# [EXERCISE PROMPT]
Set down the entries below once more, precisely as they stand.

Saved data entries
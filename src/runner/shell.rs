use crate::error::{Result, UndoError};
use crate::runner::{CommandOutput, CommandRunner};
use std::path::PathBuf;
use std::process::Command;
use tracing::debug;

/// Runs commands as `<shell> -c <command>`
#[derive(Debug, Clone)]
pub struct ShellRunner {
    shell: String,
    current_dir: Option<PathBuf>,
}

impl ShellRunner {
    /// Create a runner using the given shell (e.g. "sh", "bash")
    pub fn new(shell: impl Into<String>) -> Self {
        ShellRunner {
            shell: shell.into(),
            current_dir: None,
        }
    }

    /// Run commands from `dir` instead of the process working directory
    pub fn current_dir(mut self, dir: impl Into<PathBuf>) -> Self {
        self.current_dir = Some(dir.into());
        self
    }
}

impl Default for ShellRunner {
    fn default() -> Self {
        ShellRunner::new("sh")
    }
}

impl CommandRunner for ShellRunner {
    fn run(&self, command: &str) -> Result<CommandOutput> {
        let mut cmd = Command::new(&self.shell);
        cmd.arg("-c").arg(command);

        if let Some(dir) = &self.current_dir {
            cmd.current_dir(dir);
        }

        debug!(shell = %self.shell, command, "running command");

        let output = cmd.output().map_err(|e| {
            UndoError::command(format!(
                "Failed to run '{}' with {}: {}",
                command, self.shell, e
            ))
        })?;

        debug!(status = ?output.status.code(), "command finished");

        Ok(CommandOutput {
            stdout: String::from_utf8_lossy(&output.stdout).into_owned(),
            stderr: String::from_utf8_lossy(&output.stderr).into_owned(),
            status: output.status.code(),
        })
    }
}

#[cfg(test)]
mod tests {
    use super::*;

    #[test]
    fn test_captures_both_streams() {
        let output = ShellRunner::default()
            .run("echo out; echo err 1>&2")
            .unwrap();

        assert_eq!(output.stdout.trim(), "out");
        assert_eq!(output.stderr.trim(), "err");
        assert_eq!(output.status, Some(0));
    }

    #[test]
    fn test_non_zero_exit_is_not_an_error() {
        let output = ShellRunner::default().run("exit 3").unwrap();
        assert_eq!(output.status, Some(3));
    }

    #[test]
    fn test_missing_shell_fails() {
        let result = ShellRunner::new("/nonexistent/shell").run("true");
        assert!(result.is_err());
        assert!(result
            .unwrap_err()
            .to_string()
            .contains("Command execution failed"));
    }

    #[test]
    fn test_current_dir() {
        let dir = tempfile::TempDir::new().unwrap();
        let output = ShellRunner::default()
            .current_dir(dir.path())
            .run("pwd")
            .unwrap();

        let expected = dir.path().canonicalize().unwrap();
        let actual = std::path::Path::new(output.stdout.trim())
            .canonicalize()
            .unwrap();
        assert_eq!(actual, expected);
    }
}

# [TASK ANSWER]
filename src/runner/shell.rs
use crate::error::{Result, UndoError};
use crate::runner::{CommandOutput, CommandRunner};
use std::path::PathBuf;
use std::process::Command;
use tracing::debug;

/// Runs commands as `<shell> -c <command>`
#[derive(Debug, Clone)]
pub struct ShellRunner {
    shell: String,
    current_dir: Option<PathBuf>,
}

impl ShellRunner {
    /// Create a runner using the given shell (e.g. "sh", "bash")
    pub fn new(shell: impl Into<String>) -> Self {
        ShellRunner {
            shell: shell.into(),
            current_dir: None,
        }
    }

    /// Run commands from `dir` instead of the process working directory
    pub fn current_dir(mut self, dir: impl Into<PathBuf>) -> Self {
        self.current_dir = Some(dir.into());
        self
    }
}

impl Default for ShellRunner {
    fn default() -> Self {
        ShellRunner::new("sh")
    }
}

impl CommandRunner for ShellRunner {
    fn run(&self, command: &str) -> Result<CommandOutput> {
        let mut cmd = Command::new(&self.shell);
        cmd.arg("-c").arg(command);

        if let Some(dir) = &self.current_dir {
            cmd.current_dir(dir);
        }

        debug!(shell = %self.shell, command, "running command");

        let output = cmd.output().map_err(|e| {
            UndoError::command(format!(
                "Failed to run '{}' with {}: {}",
                command, self.shell, e
            ))
        })?;

        debug!(status = ?output.status.code(), "command finished");

        Ok(CommandOutput {
            stdout: String::from_utf8_lossy(&output.stdout).into_owned(),
            stderr: String::from_utf8_lossy(&output.stderr).into_owned(),
            status: output.status.code(),
        })
    }
}

#[cfg(test)]
mod tests {
    use super::*;

    #[test]
    fn test_captures_both_streams() {
        let output = ShellRunner::default()
            .run("echo out; echo err 1>&2")
            .unwrap();

        assert_eq!(output.stdout.trim(), "out");
        assert_eq!(output.stderr.trim(), "err");
        assert_eq!(output.status, Some(0));
    }

    #[test]
    fn test_non_zero_exit_is_not_an_error() {
        let output = ShellRunner::default().run("exit 3").unwrap();
        assert_eq!(output.status, Some(3));
    }

    #[test]
    fn test_missing_shell_fails() {
        let result = ShellRunner::new("/nonexistent/shell").run("true");
        assert!(result.is_err());
        assert!(result
            .unwrap_err()
            .to_string()
            .contains("Command execution failed"));
    }

    #[test]
    fn test_current_dir() {
        let dir = tempfile::TempDir::new().unwrap();
        let output = ShellRunner::default()
            .current_dir(dir.path())
            .run("pwd")
            .unwrap();

        let expected = dir.path().canonicalize().unwrap();
        let actual = std::path::Path::new(output.stdout.trim())
            .canonicalize()
            .unwrap();
        assert_eq!(actual, expected);
    }
}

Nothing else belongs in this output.